The Lincoln After School program has 58 students, ranging in age from 6 to 18.
"Our main focus is homework, and teaching comprehensive studying skills," Thomas said. "Last year we had 15 kids in the third and fourth grades, and all passed the end of grade tests. The program is working."
Howard Scott, from the Cooperative Extensive Service, said that studies showed that students in after-school programs had lower truancy rates.
The Cooperative Extension Service has three after-school programs, with a total of 150 young people enrolled.
"I feel that we're making a significant impact," Scott said.
Mary Ann Dudley spoke on behalf of the Boys & Girls Club. Ms. Dudley said that many people were familiar with the club's athletic programs, but didn't know about the after-school programs.
"We need your full and continued support," Ms.

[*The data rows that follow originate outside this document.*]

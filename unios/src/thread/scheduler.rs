//! Thread scheduler
//!
//! A plain FIFO round-robin scheduler for a single processor. The ready
//! queue, the current thread and the thread waiting to be destroyed are
//! touched only with interrupts disabled.
//!
//! [`Scheduler::dispatch`] is the only place the current thread changes
//! (besides [`Scheduler::start`] at boot). A finished thread cannot free its
//! own context while running on it, so it leaves itself in a single slot
//! and the next thread to run reclaims it.

use super::context::{self, Context};
use super::{with_current, Thread, ThreadState};
use crate::sync::WaitQueue;
use crate::Kernel;
use abyss::interrupt::{InterruptGuard, InterruptState};
use abyss::spin_lock::SpinLock;
use abyss::Machine;
use std::collections::BTreeMap;
use std::sync::Arc;

struct SchedulerInner {
    ready: WaitQueue,
    current: Option<Arc<Thread>>,
    to_be_destroyed: Option<Arc<Thread>>,
    threads: BTreeMap<usize, Arc<Thread>>,
}

/// The scheduler of one kernel.
pub struct Scheduler {
    machine: Arc<Machine>,
    inner: SpinLock<SchedulerInner>,
}

impl Scheduler {
    pub(crate) fn new(machine: Arc<Machine>) -> Self {
        Self {
            machine,
            inner: SpinLock::new(SchedulerInner {
                ready: WaitQueue::new(),
                current: None,
                to_be_destroyed: None,
                threads: BTreeMap::new(),
            }),
        }
    }

    /// Makes the just created thread `th` runnable on `kernel`.
    ///
    /// When `th` is first dispatched, it reclaims the thread that finished
    /// before it, enables interrupts, runs `entry` and finishes.
    ///
    /// # Panics
    ///
    /// Panics if `th` was already forked.
    pub fn fork(&self, kernel: &Kernel, th: &Arc<Thread>, entry: impl FnOnce() + Send + 'static) {
        assert_eq!(
            th.state(),
            ThreadState::JustCreated,
            "Thread \"{}\" forked twice",
            th.name()
        );
        debug!(THREAD, "Forking thread \"{}\"", th.name());
        let body = {
            let kernel = kernel.clone();
            move || {
                kernel.scheduler().finish_switch();
                kernel.machine().set_level(InterruptState::On);
                entry();
                kernel.scheduler().finish()
            }
        };
        let context = Context::spawn(kernel.clone(), th.clone(), body);
        assert!(
            th.context.set(context).is_ok(),
            "Thread \"{}\" already has a context",
            th.name()
        );

        let _guard = InterruptGuard::new(&self.machine);
        self.inner.lock().threads.insert(th.id(), th.clone());
        self.ready_to_run(th.clone());
    }

    /// Marks `th` ready and puts it at the end of the ready queue.
    ///
    /// Interrupts must be disabled.
    pub fn ready_to_run(&self, th: Arc<Thread>) {
        assert_eq!(
            self.machine.level(),
            InterruptState::Off,
            "ready_to_run() called with interrupts enabled"
        );
        debug!(THREAD, "Putting thread \"{}\" on ready list.", th.name());
        th.set_state(ThreadState::Ready);
        self.inner.lock().ready.push(th);
    }

    /// Runs the first ready thread. Called once at boot, outside any kernel
    /// thread.
    pub(crate) fn start(&self) {
        let first = self.inner.lock().ready.pop();
        let Some(first) = first else {
            panic!("No thread ready to run at boot");
        };
        debug!(THREAD, "Starting thread \"{}\"", first.name());
        first.set_state(ThreadState::Running);
        self.inner.lock().current = Some(first.clone());
        if let Some(context) = first.context.get() {
            context.resume();
        }
    }

    /// The running thread.
    pub fn current(&self) -> Option<Arc<Thread>> {
        self.inner.lock().current.clone()
    }

    /// Names of the threads in the ready queue, in dispatch order.
    pub fn ready_threads(&self) -> Vec<String> {
        self.inner
            .lock()
            .ready
            .iter()
            .map(|th| th.name().to_string())
            .collect()
    }

    /// Gives up the processor to the next ready thread, if there is one.
    /// The caller goes to the end of the ready queue.
    pub fn yield_now(&self) {
        let _guard = InterruptGuard::new(&self.machine);
        let next = self.inner.lock().ready.pop();
        if let Some(next) = next {
            let current = with_current(Arc::clone);
            debug!(THREAD, "Yielding thread \"{}\"", current.name());
            self.ready_to_run(current);
            self.dispatch(next);
        }
    }

    /// Blocks the caller until some other code makes it ready again.
    ///
    /// Interrupts must be disabled. While nothing is ready to run, the
    /// machine idles, which may halt it.
    pub fn sleep(&self) {
        assert_eq!(
            self.machine.level(),
            InterruptState::Off,
            "sleep() called with interrupts enabled"
        );
        let current = with_current(Arc::clone);
        debug!(THREAD, "Sleeping thread \"{}\"", current.name());
        current.set_state(ThreadState::Blocked);
        let next = loop {
            let next = self.inner.lock().ready.pop();
            match next {
                Some(next) => break next,
                None => self.machine.idle(),
            }
        };
        if Arc::ptr_eq(&next, &current) {
            // Woken up by an interrupt while the machine idled.
            current.set_state(ThreadState::Running);
        } else {
            self.dispatch(next);
        }
    }

    /// Terminates the calling thread. Its context is reclaimed by the next
    /// thread to run.
    pub fn finish(&self) -> ! {
        self.machine.set_level(InterruptState::Off);
        let current = with_current(Arc::clone);
        debug!(THREAD, "Finishing thread \"{}\"", current.name());
        {
            let mut inner = self.inner.lock();
            assert!(
                inner.to_be_destroyed.is_none(),
                "Two threads finished without a switch in between"
            );
            inner.to_be_destroyed = Some(current);
        }
        self.sleep();
        unreachable!("Finished thread was dispatched again")
    }

    /// Switches the processor from the calling thread to `next`.
    fn dispatch(&self, next: Arc<Thread>) {
        let old = with_current(Arc::clone);
        assert!(
            !Arc::ptr_eq(&old, &next),
            "Thread \"{}\" dispatched to itself",
            old.name()
        );
        assert_ne!(
            old.state(),
            ThreadState::Running,
            "Thread \"{}\" switched out while still running",
            old.name()
        );
        old.save_state();
        debug!(
            THREAD,
            "Switching from thread \"{}\" to thread \"{}\"",
            old.name(),
            next.name()
        );
        next.set_state(ThreadState::Running);
        self.inner.lock().current = Some(next.clone());
        if let Some(context) = next.context.get() {
            context.resume();
        }
        context::suspend();

        debug!(THREAD, "Now in thread \"{}\"", old.name());
        old.restore_state();
        self.finish_switch();
    }

    /// Reclaims the thread that finished just before the caller took over.
    pub(crate) fn finish_switch(&self) {
        let carcass = self.inner.lock().to_be_destroyed.take();
        if let Some(carcass) = carcass {
            debug!(THREAD, "Deleting thread \"{}\"", carcass.name());
            carcass.set_state(ThreadState::Destroyed);
            self.inner.lock().threads.remove(&carcass.id());
            if let Some(context) = carcass.context.get() {
                context.kill();
                context.join();
            }
        }
    }

    /// Dumps the ready queue.
    pub fn print(&self) {
        debug!(
            THREAD,
            "Ready list contents: {}",
            self.ready_threads().join(", ")
        );
    }

    /// Makes every host thread of this kernel unwind.
    pub(crate) fn kill_all(&self) {
        let threads: Vec<_> = self.inner.lock().threads.values().cloned().collect();
        for th in threads {
            if let Some(context) = th.context.get() {
                context.kill();
            }
        }
    }

    /// Waits for every host thread of this kernel to exit.
    pub(crate) fn join_all(&self) {
        let threads = std::mem::take(&mut self.inner.lock().threads);
        for th in threads.into_values() {
            if let Some(context) = th.context.get() {
                context.join();
            }
        }
    }
}

/// Relinquishes the processor if another thread is ready.
pub fn yield_now() {
    Kernel::current().scheduler().yield_now()
}

/// Blocks the calling thread. Interrupts must be disabled.
pub fn sleep() {
    Kernel::current().scheduler().sleep()
}

/// Terminates the calling thread.
pub fn finish() -> ! {
    Kernel::current().scheduler().finish()
}

/// The calling thread.
pub fn current() -> Arc<Thread> {
    with_current(Arc::clone)
}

Dudley said. "We work on homework, but also other things, such as character, leadership, health and life skills."
Gloria Chance, a representative from the food and nutrition department of the USDA, said that there were programs available that would provide free food to Wayne County children during the summer. "Wayne County is one of our target counties because 49 percent of children in the schools have reduced or free lunch," she said.
Donald McCullough, a parent and volunteer teacher at Carver Heights Elementary School, asked that some of the money be put aside for security concerns.
"The children want to go to these after-school programs, and the centers are good for them," he said. "But there's a real problem with security in the streets. Parents can't pick them up, and the kids are afraid to walk home alone."
Councilman Chuck Allen asked City Manager Richard Slozak to set up a special workshop so the council could review the requests and see what the limitations and guidelines of the grant were.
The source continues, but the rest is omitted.